§ TO DO: Using the data beneath, show every line that includes the word "once".

Dataset entries:

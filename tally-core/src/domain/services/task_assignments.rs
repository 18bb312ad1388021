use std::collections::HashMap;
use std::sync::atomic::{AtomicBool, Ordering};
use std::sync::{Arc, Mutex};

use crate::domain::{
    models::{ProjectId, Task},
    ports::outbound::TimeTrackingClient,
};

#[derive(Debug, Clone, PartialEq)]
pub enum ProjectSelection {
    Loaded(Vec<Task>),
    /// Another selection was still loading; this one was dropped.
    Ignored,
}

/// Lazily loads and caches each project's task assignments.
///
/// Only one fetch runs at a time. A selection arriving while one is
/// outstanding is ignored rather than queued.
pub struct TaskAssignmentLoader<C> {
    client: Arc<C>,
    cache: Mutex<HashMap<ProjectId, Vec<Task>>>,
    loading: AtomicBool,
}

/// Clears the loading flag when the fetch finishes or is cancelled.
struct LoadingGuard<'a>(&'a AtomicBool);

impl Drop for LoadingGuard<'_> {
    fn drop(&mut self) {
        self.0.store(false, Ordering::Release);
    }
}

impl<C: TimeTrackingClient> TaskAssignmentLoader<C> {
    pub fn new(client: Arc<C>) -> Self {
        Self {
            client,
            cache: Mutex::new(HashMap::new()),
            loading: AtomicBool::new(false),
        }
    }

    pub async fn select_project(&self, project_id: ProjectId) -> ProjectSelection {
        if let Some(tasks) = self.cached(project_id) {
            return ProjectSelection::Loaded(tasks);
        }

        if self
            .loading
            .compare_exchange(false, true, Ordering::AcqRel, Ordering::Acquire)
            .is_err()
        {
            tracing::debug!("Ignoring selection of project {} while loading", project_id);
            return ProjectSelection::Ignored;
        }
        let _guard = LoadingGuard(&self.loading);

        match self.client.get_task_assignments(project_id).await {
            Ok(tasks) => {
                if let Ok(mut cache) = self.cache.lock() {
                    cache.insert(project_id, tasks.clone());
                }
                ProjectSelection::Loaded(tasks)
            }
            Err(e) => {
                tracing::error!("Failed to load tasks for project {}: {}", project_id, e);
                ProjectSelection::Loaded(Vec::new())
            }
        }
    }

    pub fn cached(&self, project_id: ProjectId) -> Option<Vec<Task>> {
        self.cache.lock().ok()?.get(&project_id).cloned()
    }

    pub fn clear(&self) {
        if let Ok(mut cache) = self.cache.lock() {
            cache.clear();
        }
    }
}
* * *
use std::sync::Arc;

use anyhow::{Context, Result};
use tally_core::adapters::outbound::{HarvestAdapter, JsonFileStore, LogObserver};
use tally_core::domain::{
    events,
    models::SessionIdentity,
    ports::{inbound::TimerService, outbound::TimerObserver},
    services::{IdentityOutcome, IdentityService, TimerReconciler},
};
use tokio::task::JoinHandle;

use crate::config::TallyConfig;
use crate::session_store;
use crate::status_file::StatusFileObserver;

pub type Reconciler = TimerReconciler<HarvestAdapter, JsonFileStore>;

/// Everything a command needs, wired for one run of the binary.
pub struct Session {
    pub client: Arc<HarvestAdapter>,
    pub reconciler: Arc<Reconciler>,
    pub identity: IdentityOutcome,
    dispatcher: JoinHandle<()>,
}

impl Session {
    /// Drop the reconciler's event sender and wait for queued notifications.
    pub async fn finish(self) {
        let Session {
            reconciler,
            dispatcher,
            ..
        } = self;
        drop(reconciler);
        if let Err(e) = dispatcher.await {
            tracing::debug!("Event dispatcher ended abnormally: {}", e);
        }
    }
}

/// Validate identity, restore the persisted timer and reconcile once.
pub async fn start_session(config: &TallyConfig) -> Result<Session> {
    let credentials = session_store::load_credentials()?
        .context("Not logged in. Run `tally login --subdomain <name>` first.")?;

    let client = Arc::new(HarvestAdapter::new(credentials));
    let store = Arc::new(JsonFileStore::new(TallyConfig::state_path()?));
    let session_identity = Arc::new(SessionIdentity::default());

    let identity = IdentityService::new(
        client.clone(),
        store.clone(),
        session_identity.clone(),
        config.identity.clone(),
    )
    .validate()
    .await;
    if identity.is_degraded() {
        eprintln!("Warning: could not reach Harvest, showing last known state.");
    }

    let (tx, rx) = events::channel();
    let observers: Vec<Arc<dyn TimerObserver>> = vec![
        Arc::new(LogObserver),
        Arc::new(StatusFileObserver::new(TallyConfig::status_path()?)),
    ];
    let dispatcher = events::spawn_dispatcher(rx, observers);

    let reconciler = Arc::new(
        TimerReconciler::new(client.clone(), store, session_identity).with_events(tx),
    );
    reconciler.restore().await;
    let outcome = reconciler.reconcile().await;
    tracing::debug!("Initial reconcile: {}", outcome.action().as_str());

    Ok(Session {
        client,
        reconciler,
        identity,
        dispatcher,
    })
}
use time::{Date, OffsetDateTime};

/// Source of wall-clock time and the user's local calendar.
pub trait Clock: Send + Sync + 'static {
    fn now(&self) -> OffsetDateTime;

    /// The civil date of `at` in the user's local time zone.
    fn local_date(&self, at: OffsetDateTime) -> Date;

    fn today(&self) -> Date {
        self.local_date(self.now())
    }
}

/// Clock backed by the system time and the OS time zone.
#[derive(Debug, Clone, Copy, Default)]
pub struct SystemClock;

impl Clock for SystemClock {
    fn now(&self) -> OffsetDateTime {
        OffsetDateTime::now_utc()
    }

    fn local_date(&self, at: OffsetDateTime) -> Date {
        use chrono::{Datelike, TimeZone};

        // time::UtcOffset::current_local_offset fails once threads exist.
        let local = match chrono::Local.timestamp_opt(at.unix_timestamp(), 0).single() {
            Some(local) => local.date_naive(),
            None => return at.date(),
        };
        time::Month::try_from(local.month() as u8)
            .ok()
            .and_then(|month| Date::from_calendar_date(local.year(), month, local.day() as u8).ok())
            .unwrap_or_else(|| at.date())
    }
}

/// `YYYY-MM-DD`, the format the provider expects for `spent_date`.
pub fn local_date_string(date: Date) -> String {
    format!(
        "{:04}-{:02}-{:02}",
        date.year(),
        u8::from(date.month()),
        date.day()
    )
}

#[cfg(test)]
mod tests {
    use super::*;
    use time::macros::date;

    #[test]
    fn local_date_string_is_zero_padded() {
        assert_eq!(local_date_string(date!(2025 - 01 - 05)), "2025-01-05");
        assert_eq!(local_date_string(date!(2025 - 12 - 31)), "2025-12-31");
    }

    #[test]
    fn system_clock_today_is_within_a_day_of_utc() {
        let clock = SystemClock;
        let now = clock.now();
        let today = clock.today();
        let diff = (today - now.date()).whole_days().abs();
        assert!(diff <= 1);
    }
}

§ RESULT OF THIS EXERCISE:
/// Validate identity, restore the persisted timer and reconcile once.
        // time::UtcOffset::current_local_offset fails once threads exist.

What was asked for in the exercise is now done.